Bejski è stato l’anima del Giardino dei Giusti di Yad Vashem a Gerusalemme, e ha improntato le scelte della Commissione dei Giusti seguendo il criterio della gratitudine.
Come ricordiamo nella sua biografia, “Per lui non era necessario essersi comportati da eroi per ottenere il riconoscimento. Il gran numero di casi segnalati a Yad Vashem dimostrava che vi era stato un reale coinvolgimento di molte persone, di gente comune, nel tentativo di strappare gli ebrei allo sterminio. Far conoscere le loro storie significava sfatare il mito che l’opposizione al nazismo fosse un’impresa quasi impossibile, che non ci fosse la possibilità concreta di aiutare i perseguitati senza correre rischi estremi. Molte volte sarebbe bastato un piccolo intervento per impedire una grande tragedia”.
Leggere questo libro in occasione del Giorno della Memoria è un grande tributo a Moshe Bejski, al suo immenso lavoro, e alle storie di tutti quei Giusti ricordati allo Yad Vashem per aver salvato la vita dei perseguitati.
Queste pagine, dedicate ai ragazzi ma che risultato piacevoli anche a un occhio adulto, scorrono tra “storielle ebraiche”, battute, una trama che spazia da romanzo storico a spy story, episodi come le leggi razziali, il rastrellamento del ghetto di Roma, la dichiarazione di guerra e, soprattuto, voci. Sono le voci registrate di chi è fuggito dalla deportazione, di chi ha salvato persone innocenti (“Ma per quale motivo ce l’avevano tanto con voi? Cosa hanno mai fatto gli ebrei?”, viene chiesto a un certo punto al protagonista), di chi ha dedicato la vita alla ricerca della verità.

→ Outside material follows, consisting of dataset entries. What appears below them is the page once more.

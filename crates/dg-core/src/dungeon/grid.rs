//! Tile grid
//!
//! Owns the 2D array of tile ids, the placed rooms, and the set of
//! reserved corner cells that corridors may never cross. Tiles are stored
//! column-major (`x * height + y`), the same order the map artifact uses.

use std::collections::VecDeque;

use hashbrown::HashSet;
use serde::{Deserialize, Serialize};

use crate::rng::GameRng;

use super::room::Room;
use super::tileset::{TileId, Tileset};

/// Grid coordinate
#[derive(Debug, Clone, Copy, PartialEq, Eq, Hash, PartialOrd, Ord, Serialize, Deserialize)]
pub struct Point {
    pub x: usize,
    pub y: usize,
}

impl Point {
    pub const fn new(x: usize, y: usize) -> Self {
        Self { x, y }
    }
}

/// 4-connected neighbor offsets
pub const ORTHOGONAL: [(isize, isize); 4] = [(1, 0), (-1, 0), (0, 1), (0, -1)];

/// 8-connected neighbor offsets
pub const SURROUNDING: [(isize, isize); 8] = [
    (-1, -1),
    (0, -1),
    (1, -1),
    (-1, 0),
    (1, 0),
    (-1, 1),
    (0, 1),
    (1, 1),
];

/// The map being generated
#[derive(Debug, Clone, PartialEq)]
pub struct TileGrid {
    width: usize,
    height: usize,
    tiles: Vec<TileId>,
    rooms: Vec<Room>,
    blocked_corners: HashSet<Point>,
}

impl TileGrid {
    /// Create a grid holding `default_tile` everywhere
    pub fn new(width: usize, height: usize, default_tile: TileId) -> Self {
        Self {
            width,
            height,
            tiles: vec![default_tile; width * height],
            rooms: Vec::new(),
            blocked_corners: HashSet::new(),
        }
    }

    /// Rebuild a grid from stored parts. Corner reservations are derived
    /// from the rooms. Returns `None` if `tiles` has the wrong length.
    pub fn from_parts(
        width: usize,
        height: usize,
        tiles: Vec<TileId>,
        rooms: Vec<Room>,
    ) -> Option<Self> {
        if tiles.len() != width * height {
            return None;
        }
        let blocked_corners = rooms
            .iter()
            .flat_map(|r| r.corners())
            .filter(|p| p.x < width && p.y < height)
            .collect();
        Some(Self {
            width,
            height,
            tiles,
            rooms,
            blocked_corners,
        })
    }

    pub fn width(&self) -> usize {
        self.width
    }

    pub fn height(&self) -> usize {
        self.height
    }

    /// Tiles in column-major order
    pub fn tiles(&self) -> &[TileId] {
        &self.tiles
    }

    /// Placed rooms, indexed by placement order
    pub fn rooms(&self) -> &[Room] {
        &self.rooms
    }

    pub fn room(&self, idx: usize) -> Option<&Room> {
        self.rooms.get(idx)
    }

    pub fn blocked_corners(&self) -> &HashSet<Point> {
        &self.blocked_corners
    }

    pub fn is_blocked_corner(&self, p: Point) -> bool {
        self.blocked_corners.contains(&p)
    }

    pub fn in_bounds(&self, p: Point) -> bool {
        p.x < self.width && p.y < self.height
    }

    /// Inside the grid and off its outermost ring of cells
    pub fn in_interior(&self, p: Point) -> bool {
        p.x >= 1 && p.y >= 1 && p.x + 1 < self.width && p.y + 1 < self.height
    }

    /// Column-major index of `p`, if in bounds
    pub fn index(&self, p: Point) -> Option<usize> {
        self.in_bounds(p).then(|| p.x * self.height + p.y)
    }

    /// Point at a column-major index
    pub fn point_at(&self, idx: usize) -> Point {
        Point::new(idx / self.height, idx % self.height)
    }

    pub fn get(&self, p: Point) -> Option<TileId> {
        self.index(p).map(|i| self.tiles[i])
    }

    /// Write a tile. Returns false when `p` is out of bounds.
    pub fn set(&mut self, p: Point, tile: TileId) -> bool {
        match self.index(p) {
            Some(i) => {
                self.tiles[i] = tile;
                true
            }
            None => false,
        }
    }

    /// Neighbor of `p` offset by `(dx, dy)`, if in bounds
    pub fn offset(&self, p: Point, dx: isize, dy: isize) -> Option<Point> {
        let x = p.x.checked_add_signed(dx)?;
        let y = p.y.checked_add_signed(dy)?;
        let q = Point::new(x, y);
        self.in_bounds(q).then_some(q)
    }

    /// Whether `room` can be stamped: it and its corners sit inside the
    /// grid, none of its cells is a reserved corner, and none of its own
    /// corners would land on a free tile.
    pub fn can_place(&self, room: &Room, tileset: &Tileset) -> bool {
        if room.width == 0 || room.height == 0 || room.x == 0 || room.y == 0 {
            return false;
        }
        if room.x + room.width >= self.width || room.y + room.height >= self.height {
            return false;
        }
        if room.cells().any(|p| self.is_blocked_corner(p)) {
            return false;
        }
        room.corners()
            .iter()
            .all(|&c| self.get(c).is_some_and(|t| tileset.is_blocked(t)))
    }

    /// Fill the room with free tiles, reserve its corners and append it to
    /// the room list. Returns the new room's index.
    pub fn stamp_room(&mut self, room: Room, tileset: &Tileset, rng: &mut GameRng) -> usize {
        for p in room.cells() {
            let tile = tileset.random_free_tile(rng);
            self.set(p, tile);
        }
        for corner in room.corners() {
            self.reserve_corner(corner, tileset);
        }
        self.rooms.push(room);
        self.rooms.len() - 1
    }

    /// Permanently block a cell against corridor routing and mark it as wall
    pub fn reserve_corner(&mut self, p: Point, tileset: &Tileset) {
        if self.set(p, tileset.wall_tile()) {
            self.blocked_corners.insert(p);
        }
    }

    /// Surround every free tile with walls wherever it still borders an
    /// untouched (default) tile, including diagonally.
    pub fn finish_walls(&mut self, tileset: &Tileset) -> usize {
        let default = tileset.default_tile();
        let wall = tileset.wall_tile();
        let mut placed = 0;

        for idx in 0..self.tiles.len() {
            if tileset.is_blocked(self.tiles[idx]) {
                continue;
            }
            let p = self.point_at(idx);
            for (dx, dy) in SURROUNDING {
                if let Some(n) = self.offset(p, dx, dy)
                    && let Some(ni) = self.index(n)
                    && self.tiles[ni] == default
                {
                    self.tiles[ni] = wall;
                    placed += 1;
                }
            }
        }
        placed
    }

    /// Free cells 4-connected to `start` (empty if `start` is not free)
    pub fn reachable_from(&self, start: Point, tileset: &Tileset) -> HashSet<Point> {
        let mut seen = HashSet::new();
        if !self.get(start).is_some_and(|t| tileset.is_free(t)) {
            return seen;
        }

        let mut queue = VecDeque::from([start]);
        seen.insert(start);
        while let Some(p) = queue.pop_front() {
            for (dx, dy) in ORTHOGONAL {
                if let Some(n) = self.offset(p, dx, dy)
                    && !seen.contains(&n)
                    && self.get(n).is_some_and(|t| tileset.is_free(t))
                {
                    seen.insert(n);
                    queue.push_back(n);
                }
            }
        }
        seen
    }

    /// Count tiles matching a predicate
    pub fn count(&self, pred: impl Fn(TileId) -> bool) -> usize {
        self.tiles.iter().filter(|&&t| pred(t)).count()
    }
}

Ha un lavoro da portare a termine, Jack La Manna. Un lavoro che lo porterà da New York a Parigi, da Roma a Gerusalemme. Affinché la memoria del bene non oscuri quella del male. Come ricorda lo stesso autore nella prefazione, “Per i molti uomini e donne che si schierarono dalla parte degli oppressi, ve ne furono molti di più che accordarono un consenso passivo o collaborarono attivamente alla persecuzione nazista e fascista. La memoria dei Giusti, quindi, non deve servire a deresponsabilizzare un popolo, a sminuire l’orrore di un’epoca e di una mentalità che ha portato l’umanità sull’orlo dell’autodistruzione”.
I Giusti, tuttavia, ci sono stati. Hanno permesso a molte famiglie di continuare a vivere, non hanno voltato la testa dall’altra parte anche quando prendersi cura dei perseguitati significava rischiare la vita o dover dividere un pasto che a malapena bastava per una persona sola “Quando mia madre mi ha vista arrivare con tre bambini (ebrei, sottratti dalla deportazione, n.d.r.) e dodici valigie, si è messa le mani nei capelli. C’era poco da mangiare, anche solo per noi due, ma ci siamo date da fare”.
Ecco quindi, tra le pagine del libro, le storie dei Giusti, i loro nomi: Lisa Fittko, Varian Fry, Ida Lenti Brunelli, don Gaetano Piccinini, Enrico De Angelis, padre Francesco Antonioli e padre Armando Alessandrini, Teresa e Pietro Antonini, il professor Caronia, Giovanni Borromeo, Francesco Nardecchia. Giusti tra le Nazioni, ma anche uomini e donne “giusti”: non santi né eroi, ma persone comuni che hanno scelto di non essere indifferenti, che insegnano a tutti noi che anche nei momenti più bui della storia è possibile scegliere il bene.
“Potevano fare o non fare qualcosa e hanno scelto di fare. È la scelta giusta”: è questo esempio che ci regala la fiducia e la speranza negli esseri umani. Perché chi salva una vita salva il mondo intero, ma salva anche “la propria vita o meglio, la propria umanità”.